## Entries supplied
//! Registry facade
//!
//! The only way to create, resolve or remove a pair. Combines the handle
//! allocator with the pair table and records diagnostics counters.
//!
//! ## Ordering
//!
//! - `register` inserts before returning the handle, so any thread that later
//!   sees the handle also sees the pair.
//! - `release` removes atomically. Of any number of racing releases for one
//!   handle, exactly one returns the pair; the rest (and every later
//!   `lookup`) return `None`.
//! - Releases of different handles only contend when they hash to the same
//!   shard.

use crate::allocator::HandleAllocator;
use crate::config::RegistryConfig;
use crate::error::RegistryError;
use crate::handle::Handle;
use crate::pair::ObjectPair;
use crate::table::PairTable;
use std::fmt;
use tether_metrics::Counter;

/// Thread-safe table of native/script object pairs.
pub struct Registry<N, S> {
    allocator: HandleAllocator,
    table: PairTable<N, S>,
    counters: Counter,
}

impl<N, S> Registry<N, S> {
    /// Create a registry with the default configuration.
    pub fn new() -> Self {
        let config = RegistryConfig::default();
        Self {
            allocator: HandleAllocator::with_ceiling(config.handle_ceiling),
            table: PairTable::with_config(&config),
            counters: Counter::new(),
        }
    }

    /// Create a registry from a validated configuration.
    pub fn with_config(config: &RegistryConfig) -> Result<Self, RegistryError> {
        config.validate()?;
        Ok(Self {
            allocator: HandleAllocator::with_ceiling(config.handle_ceiling),
            table: PairTable::with_config(config),
            counters: Counter::new(),
        })
    }

    /// Store a new pair and return its handle.
    ///
    /// Fails only when the handle space is exhausted, in which case nothing
    /// is inserted.
    pub fn register(&self, native: N, script: S) -> Result<Handle, RegistryError> {
        let handle = self.allocator.next()?;
        self.table.insert(handle, ObjectPair::new(native, script));
        self.counters.increment("registered", 1);
        tracing::trace!(%handle, "registered pair");
        Ok(handle)
    }

    /// Resolve a handle to its pair, or `None` if unknown or already released.
    pub fn lookup(&self, handle: Handle) -> Option<ObjectPair<N, S>>
    where
        N: Clone,
        S: Clone,
    {
        let pair = self.table.get(handle);
        if pair.is_none() {
            self.counters.increment("lookup_not_found", 1);
        }
        pair
    }

    /// Remove a pair and hand it back for teardown.
    ///
    /// Returns `None` if the handle is unknown or was already released,
    /// including by a concurrent caller that won the race.
    pub fn release(&self, handle: Handle) -> Option<ObjectPair<N, S>> {
        match self.table.remove(handle) {
            Some(pair) => {
                self.counters.increment("released", 1);
                tracing::trace!(%handle, "released pair");
                Some(pair)
            }
            None => {
                self.counters.increment("release_not_found", 1);
                tracing::trace!(%handle, "release of unknown handle ignored");
                None
            }
        }
    }

    pub fn contains(&self, handle: Handle) -> bool {
        self.table.contains(handle)
    }

    /// Number of live pairs.
    pub fn len(&self) -> usize {
        self.table.len()
    }

    pub fn is_empty(&self) -> bool {
        self.len() == 0
    }

    /// Live handles in allocation order.
    pub fn handles(&self) -> Vec<Handle> {
        self.table.handles()
    }

    /// Release every live pair, oldest first.
    pub fn drain(&self) -> Vec<(Handle, ObjectPair<N, S>)> {
        let drained = self.table.drain();
        self.counters.increment("released", drained.len());
        drained
    }

    /// Total handles issued over the registry's lifetime.
    pub fn issued(&self) -> u64 {
        self.allocator.issued()
    }

    pub fn counters(&self) -> &Counter {
        &self.counters
    }
}

impl<N, S> Default for Registry<N, S> {
    fn default() -> Self {
        Self::new()
    }
}

impl<N, S> fmt::Debug for Registry<N, S> {
    fn fmt(&self, f: &mut fmt::Formatter<'_>) -> fmt::Result {
        f.debug_struct("Registry")
            .field("live", &self.len())
            .field("issued", &self.issued())
            .field("ceiling", &self.allocator.ceiling())
            .finish()
    }
}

## Instructions to follow
For each line in the data above that contains the string "when", extract the line.

## Written reply
//! - Releases of different handles only contend when they hash to the same
    /// Fails only when the handle space is exhausted, in which case nothing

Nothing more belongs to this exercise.